Task brief: Within the records, tally the lines that contain "logs" and reply with that number only.
--- Excerpted records Enclosed Below ---
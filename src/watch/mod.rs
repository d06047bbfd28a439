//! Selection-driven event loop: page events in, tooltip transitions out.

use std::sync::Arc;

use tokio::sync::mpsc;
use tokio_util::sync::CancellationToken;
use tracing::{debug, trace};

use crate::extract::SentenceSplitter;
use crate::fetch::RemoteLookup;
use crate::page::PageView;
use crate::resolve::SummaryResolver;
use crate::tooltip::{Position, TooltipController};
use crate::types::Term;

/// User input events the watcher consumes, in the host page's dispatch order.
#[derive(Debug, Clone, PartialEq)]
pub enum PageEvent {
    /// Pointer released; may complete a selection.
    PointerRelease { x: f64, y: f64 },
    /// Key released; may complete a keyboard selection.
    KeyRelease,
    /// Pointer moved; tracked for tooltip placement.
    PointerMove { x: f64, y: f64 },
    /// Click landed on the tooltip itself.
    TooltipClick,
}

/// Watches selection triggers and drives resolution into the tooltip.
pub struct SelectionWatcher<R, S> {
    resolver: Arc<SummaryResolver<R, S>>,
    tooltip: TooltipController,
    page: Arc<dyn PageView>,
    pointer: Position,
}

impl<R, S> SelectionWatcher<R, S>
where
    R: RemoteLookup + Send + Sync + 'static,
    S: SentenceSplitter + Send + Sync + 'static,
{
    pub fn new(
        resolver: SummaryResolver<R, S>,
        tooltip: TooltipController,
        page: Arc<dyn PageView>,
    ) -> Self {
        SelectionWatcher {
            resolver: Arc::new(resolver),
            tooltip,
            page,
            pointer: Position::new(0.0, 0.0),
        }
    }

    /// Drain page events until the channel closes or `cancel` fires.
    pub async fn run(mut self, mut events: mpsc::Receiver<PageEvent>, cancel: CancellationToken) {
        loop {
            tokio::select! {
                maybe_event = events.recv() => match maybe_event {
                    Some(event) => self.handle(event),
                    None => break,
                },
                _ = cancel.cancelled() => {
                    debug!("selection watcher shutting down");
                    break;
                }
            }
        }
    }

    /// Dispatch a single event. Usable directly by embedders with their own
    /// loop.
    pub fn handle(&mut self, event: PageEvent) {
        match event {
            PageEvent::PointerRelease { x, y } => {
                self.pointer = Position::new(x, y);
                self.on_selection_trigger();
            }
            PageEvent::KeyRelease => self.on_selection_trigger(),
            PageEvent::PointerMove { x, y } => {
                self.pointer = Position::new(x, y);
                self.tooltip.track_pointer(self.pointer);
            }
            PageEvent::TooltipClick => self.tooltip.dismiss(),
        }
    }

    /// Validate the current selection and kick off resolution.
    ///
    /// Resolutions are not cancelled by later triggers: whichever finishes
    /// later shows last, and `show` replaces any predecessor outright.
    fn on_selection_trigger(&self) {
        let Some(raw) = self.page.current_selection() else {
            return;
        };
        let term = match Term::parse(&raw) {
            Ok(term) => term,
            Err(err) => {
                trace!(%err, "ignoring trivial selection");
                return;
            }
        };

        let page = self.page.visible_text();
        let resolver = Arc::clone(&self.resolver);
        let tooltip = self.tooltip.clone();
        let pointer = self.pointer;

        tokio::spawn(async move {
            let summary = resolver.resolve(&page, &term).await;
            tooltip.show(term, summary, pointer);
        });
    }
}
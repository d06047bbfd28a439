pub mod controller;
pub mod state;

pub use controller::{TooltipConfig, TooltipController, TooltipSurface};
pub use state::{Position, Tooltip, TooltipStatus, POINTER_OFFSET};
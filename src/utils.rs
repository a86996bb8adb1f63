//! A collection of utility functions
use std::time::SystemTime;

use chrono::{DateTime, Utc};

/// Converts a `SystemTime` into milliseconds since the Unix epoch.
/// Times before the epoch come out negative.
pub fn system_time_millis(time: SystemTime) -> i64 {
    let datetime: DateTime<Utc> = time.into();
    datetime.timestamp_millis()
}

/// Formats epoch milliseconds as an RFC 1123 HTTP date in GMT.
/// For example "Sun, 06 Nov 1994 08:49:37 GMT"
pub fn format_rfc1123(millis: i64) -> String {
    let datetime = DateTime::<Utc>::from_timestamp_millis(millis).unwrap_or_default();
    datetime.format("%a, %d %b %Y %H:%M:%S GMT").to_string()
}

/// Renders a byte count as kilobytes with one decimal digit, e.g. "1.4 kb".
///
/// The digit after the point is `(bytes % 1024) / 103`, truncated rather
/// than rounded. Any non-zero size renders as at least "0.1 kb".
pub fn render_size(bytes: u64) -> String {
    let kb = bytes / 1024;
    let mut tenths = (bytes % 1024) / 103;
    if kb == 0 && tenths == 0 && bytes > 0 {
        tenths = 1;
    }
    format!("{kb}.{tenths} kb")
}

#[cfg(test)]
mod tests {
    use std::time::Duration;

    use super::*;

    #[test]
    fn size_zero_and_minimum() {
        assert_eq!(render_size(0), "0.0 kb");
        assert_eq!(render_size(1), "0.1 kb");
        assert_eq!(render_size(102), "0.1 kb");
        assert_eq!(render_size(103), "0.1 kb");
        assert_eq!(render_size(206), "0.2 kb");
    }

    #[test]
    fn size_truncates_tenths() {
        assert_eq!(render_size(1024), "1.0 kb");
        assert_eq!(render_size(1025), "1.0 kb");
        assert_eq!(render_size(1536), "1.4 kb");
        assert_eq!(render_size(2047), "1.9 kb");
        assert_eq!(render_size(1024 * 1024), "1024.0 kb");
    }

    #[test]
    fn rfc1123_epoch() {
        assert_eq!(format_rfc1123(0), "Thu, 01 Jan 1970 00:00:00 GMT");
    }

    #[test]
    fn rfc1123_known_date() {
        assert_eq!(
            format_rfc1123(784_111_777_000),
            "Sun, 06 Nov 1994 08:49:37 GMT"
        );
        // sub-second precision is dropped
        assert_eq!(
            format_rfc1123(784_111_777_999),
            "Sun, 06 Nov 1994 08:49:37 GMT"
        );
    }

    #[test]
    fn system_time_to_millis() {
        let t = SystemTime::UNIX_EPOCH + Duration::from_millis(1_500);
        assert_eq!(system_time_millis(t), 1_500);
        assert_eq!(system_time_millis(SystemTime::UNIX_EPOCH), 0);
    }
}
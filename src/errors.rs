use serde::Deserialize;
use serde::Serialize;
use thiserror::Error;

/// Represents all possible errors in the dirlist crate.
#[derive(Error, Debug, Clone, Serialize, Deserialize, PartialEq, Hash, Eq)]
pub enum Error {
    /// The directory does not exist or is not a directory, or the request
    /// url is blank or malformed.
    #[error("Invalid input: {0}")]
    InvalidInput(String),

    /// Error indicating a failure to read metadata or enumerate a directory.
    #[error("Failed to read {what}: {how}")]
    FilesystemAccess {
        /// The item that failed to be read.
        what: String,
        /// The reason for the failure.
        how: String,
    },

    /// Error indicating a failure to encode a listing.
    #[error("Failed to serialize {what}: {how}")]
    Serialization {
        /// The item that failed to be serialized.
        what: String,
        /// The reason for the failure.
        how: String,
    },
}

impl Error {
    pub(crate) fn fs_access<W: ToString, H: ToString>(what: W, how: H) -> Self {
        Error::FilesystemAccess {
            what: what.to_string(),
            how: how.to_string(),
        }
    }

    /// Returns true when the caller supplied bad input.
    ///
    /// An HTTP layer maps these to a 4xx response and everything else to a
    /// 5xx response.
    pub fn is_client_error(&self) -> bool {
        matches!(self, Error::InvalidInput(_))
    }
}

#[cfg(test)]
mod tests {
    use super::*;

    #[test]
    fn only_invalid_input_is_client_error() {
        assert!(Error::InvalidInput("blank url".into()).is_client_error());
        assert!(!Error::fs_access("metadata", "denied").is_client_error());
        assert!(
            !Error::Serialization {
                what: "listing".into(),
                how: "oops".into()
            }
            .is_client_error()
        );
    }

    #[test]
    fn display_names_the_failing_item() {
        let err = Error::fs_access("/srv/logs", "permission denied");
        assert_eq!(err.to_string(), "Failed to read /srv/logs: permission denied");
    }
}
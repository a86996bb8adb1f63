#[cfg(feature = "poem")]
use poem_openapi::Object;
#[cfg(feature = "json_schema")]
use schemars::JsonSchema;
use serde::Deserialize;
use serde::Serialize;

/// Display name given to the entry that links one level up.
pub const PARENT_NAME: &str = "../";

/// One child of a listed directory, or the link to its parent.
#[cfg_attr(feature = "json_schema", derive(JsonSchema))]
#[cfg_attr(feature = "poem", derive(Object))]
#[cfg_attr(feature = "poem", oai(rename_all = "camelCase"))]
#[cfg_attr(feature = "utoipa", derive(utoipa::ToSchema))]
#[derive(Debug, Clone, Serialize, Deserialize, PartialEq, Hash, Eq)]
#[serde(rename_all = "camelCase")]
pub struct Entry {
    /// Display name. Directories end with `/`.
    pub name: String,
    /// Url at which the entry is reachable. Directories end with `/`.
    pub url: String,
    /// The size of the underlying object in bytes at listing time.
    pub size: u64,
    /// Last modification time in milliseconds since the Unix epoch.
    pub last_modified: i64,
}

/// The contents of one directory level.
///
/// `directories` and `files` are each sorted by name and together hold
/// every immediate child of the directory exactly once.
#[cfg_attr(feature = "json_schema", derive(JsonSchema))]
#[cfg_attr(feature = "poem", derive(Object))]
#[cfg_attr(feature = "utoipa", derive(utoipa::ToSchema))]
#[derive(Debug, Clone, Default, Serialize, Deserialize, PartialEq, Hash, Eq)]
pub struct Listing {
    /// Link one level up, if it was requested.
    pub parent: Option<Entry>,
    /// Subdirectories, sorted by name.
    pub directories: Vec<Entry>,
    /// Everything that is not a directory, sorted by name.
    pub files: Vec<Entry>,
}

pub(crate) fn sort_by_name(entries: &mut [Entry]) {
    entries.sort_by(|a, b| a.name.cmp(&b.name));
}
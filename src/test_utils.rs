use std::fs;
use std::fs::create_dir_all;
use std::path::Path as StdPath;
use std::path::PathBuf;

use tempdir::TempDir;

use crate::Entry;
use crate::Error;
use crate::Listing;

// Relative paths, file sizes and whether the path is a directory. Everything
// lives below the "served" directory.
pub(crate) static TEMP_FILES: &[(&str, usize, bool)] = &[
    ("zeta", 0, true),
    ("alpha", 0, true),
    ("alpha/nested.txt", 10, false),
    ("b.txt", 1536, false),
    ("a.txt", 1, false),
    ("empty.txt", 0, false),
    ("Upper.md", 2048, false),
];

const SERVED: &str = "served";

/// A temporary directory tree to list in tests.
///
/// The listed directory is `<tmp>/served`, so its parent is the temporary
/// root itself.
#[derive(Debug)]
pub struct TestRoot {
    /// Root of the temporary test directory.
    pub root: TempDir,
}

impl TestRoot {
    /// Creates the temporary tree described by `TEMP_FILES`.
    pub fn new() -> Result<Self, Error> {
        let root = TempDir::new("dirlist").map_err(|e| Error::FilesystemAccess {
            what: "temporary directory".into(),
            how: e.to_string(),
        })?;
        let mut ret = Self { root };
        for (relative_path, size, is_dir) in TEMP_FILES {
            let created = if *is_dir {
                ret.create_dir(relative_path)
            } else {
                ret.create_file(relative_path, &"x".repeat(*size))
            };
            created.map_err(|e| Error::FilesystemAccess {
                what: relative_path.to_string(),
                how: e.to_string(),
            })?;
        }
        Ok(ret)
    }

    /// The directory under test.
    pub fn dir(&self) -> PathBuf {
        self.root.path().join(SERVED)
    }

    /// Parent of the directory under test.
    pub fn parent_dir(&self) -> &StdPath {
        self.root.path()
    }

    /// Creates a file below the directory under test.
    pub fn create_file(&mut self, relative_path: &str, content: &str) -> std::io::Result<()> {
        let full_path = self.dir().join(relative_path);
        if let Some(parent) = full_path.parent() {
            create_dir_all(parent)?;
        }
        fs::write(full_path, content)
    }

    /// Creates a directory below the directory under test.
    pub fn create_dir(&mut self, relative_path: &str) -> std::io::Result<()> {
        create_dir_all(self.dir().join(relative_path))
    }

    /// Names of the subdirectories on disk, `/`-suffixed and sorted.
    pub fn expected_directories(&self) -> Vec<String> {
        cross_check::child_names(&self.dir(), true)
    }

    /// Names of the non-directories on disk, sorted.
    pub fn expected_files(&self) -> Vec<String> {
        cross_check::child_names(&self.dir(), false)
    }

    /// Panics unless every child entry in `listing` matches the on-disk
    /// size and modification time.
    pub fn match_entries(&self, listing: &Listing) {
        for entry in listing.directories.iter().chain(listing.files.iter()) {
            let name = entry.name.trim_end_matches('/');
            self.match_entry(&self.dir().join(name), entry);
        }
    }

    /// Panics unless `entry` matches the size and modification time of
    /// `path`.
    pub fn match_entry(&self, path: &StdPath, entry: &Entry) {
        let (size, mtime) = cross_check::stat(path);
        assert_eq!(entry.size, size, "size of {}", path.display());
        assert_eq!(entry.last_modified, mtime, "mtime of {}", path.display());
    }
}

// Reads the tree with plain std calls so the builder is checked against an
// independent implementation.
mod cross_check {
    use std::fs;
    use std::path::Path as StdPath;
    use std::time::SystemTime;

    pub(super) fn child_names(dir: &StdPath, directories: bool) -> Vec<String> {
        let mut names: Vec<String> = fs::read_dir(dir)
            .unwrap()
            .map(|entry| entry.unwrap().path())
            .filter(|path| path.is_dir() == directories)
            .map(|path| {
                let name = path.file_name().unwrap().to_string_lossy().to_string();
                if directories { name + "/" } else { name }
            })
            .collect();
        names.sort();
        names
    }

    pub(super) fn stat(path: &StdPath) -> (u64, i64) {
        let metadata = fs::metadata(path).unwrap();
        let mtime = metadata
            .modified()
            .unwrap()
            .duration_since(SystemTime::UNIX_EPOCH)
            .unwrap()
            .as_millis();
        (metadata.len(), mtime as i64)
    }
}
--- End of Enclosed Excerpted records ---
Task result: 2